Salle comble à l’Opéra Bastille pour cette nouvelle reprise de La Tosca selon Pierre Audi, la sixième depuis sa création en 2014, qui comporte deux séries de représentations, la seconde étant prévue pour le mois de mars. A l’affiche, pas moins de quatre sopranos, cinq ténors et trois barytons se partagent les trois rôles principaux. Si certains d’entre eux étaient déjà présents lors de précédentes reprises, Roberto Alagna incarne pour la première fois le rôle de Mario Cavaradossi à l’Opéra de Paris, un événement attendu de longue date par ses fans.
La production du metteur en scène, disparu en mai dernier, ayant été largement commentée dans nos colonnes, nous nous contenterons de mentionner ses aspects les plus notables. Tout le spectacle s’articule autour d’une croix en bois gigantesque suspendue horizontalement au-dessus du plateau aux actes deux et trois, qui évoque le poids de la religion sur les personnages, qu’elle soit glorifiée avec ferveur (Tosca) ou bafouée (Scarpia). Au premier acte, cette croix posée sur le sol divise l’intérieur de l’église en deux zones : côté jardin, une chapelle austère éclairée par des chandeliers, côté cour un espace dont le mur est tapissé par l’œuvre de Cavaradossi qui représente, non pas une Marie-Madeleine, mais un ensemble de corps féminins à-demi dénudés. Le deuxième acte est le plus réussi : le bureau de Scarpia imaginé par Christof Hetzer se présente comme un hémicycle sans fenêtre, tapissé de rouge, qui crée un climat étouffant. Enfin l’exécution du peintre à lieu dans un campement en rase campagne. Tout comme la croix de bois, la scène finale est une allégorie, Tosca ne saute pas dans le vide, elle se dirige lentement vers une lumière blanche aveuglante située au fond de la scène qui représente sans doute l’au-delà.

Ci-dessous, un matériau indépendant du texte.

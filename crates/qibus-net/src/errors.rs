//! Network error types.
//!
//! Variants carry strings so the type stays `Clone`: a single stream
//! failure fans out to every handler's closer on the same endpoint.

use qibus_proto::ProtocolError;
use thiserror::Error;

/// Errors produced by transports and the endpoint multiplexer.
#[derive(Debug, Clone, Error, PartialEq, Eq)]
pub enum NetError {
    /// The address could not be parsed as `scheme://rest`.
    #[error("invalid url: {0}")]
    InvalidUrl(String),

    /// The URL scheme names no known transport.
    #[error("unknown url scheme: {0}")]
    UnsupportedScheme(String),

    /// Establishing a connection failed.
    #[error("connection failed: {0}")]
    Connect(String),

    /// TLS configuration or handshake failure.
    #[error("tls error: {0}")]
    Tls(String),

    /// Codec failure while framing messages.
    #[error(transparent)]
    Protocol(#[from] ProtocolError),

    /// The endpoint or stream is closed.
    #[error("endpoint closed")]
    Closed,

    /// No handler is registered under this id.
    #[error("invalid handler id: {0}")]
    HandlerNotFound(u64),

    /// Underlying I/O failure.
    #[error("i/o error: {0}")]
    Io(String),
}

impl From<std::io::Error> for NetError {
    fn from(err: std::io::Error) -> Self {
        Self::Io(err.to_string())
    }
}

Amin Ahangaran s’acquitte honorablement du rôle d’Angelotti, André Heyboer est un sacristain obséquieux à souhait et sonore, Carlo Bosi campe avec subtilité un Spoletta timoré et soumis, à la voix bien projetée. Le Scarpia d’Alexei Markov est d’une froideur inquiétante, si sa voix solide passe aisément la rampe, il lui manque un peu plus de noirceur dans le timbre et une caractérisation du personnage plus fouillée, notamment au deuxième acte, pour être pleinement convaincant. Saioa Hernández avait fait ses débuts à Paris dans le rôle de Tosca en 2022 et déjà l’ampleur de ses moyens et le volume sonore qu’elle déployait nous avaient impressionné. Force est de reconnaître cependant qu’au premier acte le timbre a paru métallique, notamment dans le haut de la tessiture, et l’implication dramatique inaboutie. En revanche, dès l’acte deux, la soprano prend pleinement possession de son personnage et livre une interprétation spectaculaire de son affrontement avec Scarpia. Son « Vissi d’arte » émouvant lui vaut une belle ovation. A l’acte trois, sa prestation est du même niveau. En grande forme, Roberto Alagna est un Cavaradossi proche de l’idéal. Dès son entrée en scène, on est frappé par sa silhouette juvénile et sa santé vocale. Qui pourrait croire que ce fringant ténor a déjà passé la soixantaine ? Le medium est solide, l’aigu rayonnant – splendides « Vittoria, vittoria » au deux – et le timbre homogène sur toute la tessiture ne trahit à aucun moment le passage des ans. Au dernier acte son « E luccevan le stelle » tout en sobriété et retenue n’en est que plus poignant. Il convient de mentionner également la prestation grandiose des Chœurs, préparés par Ching-Lien Wu lors du Te Deum qui conclut l’acte un.
Oksana Lyniv propose une direction nette et précise. En début de soirée la cheffe ukrainienne adopte des tempos particulièrement étirés qui ralentissent la progression de l’action. Mais dès le deuxième acte sa battue s’accélère graduellement à mesure que le drame s’amplifie, jusqu’à la conclusion d’une grande intensité théâtrale. Son troisième acte, subtilement dosé, souligne le contraste entre l’exaltation du duo et la catastrophe finale.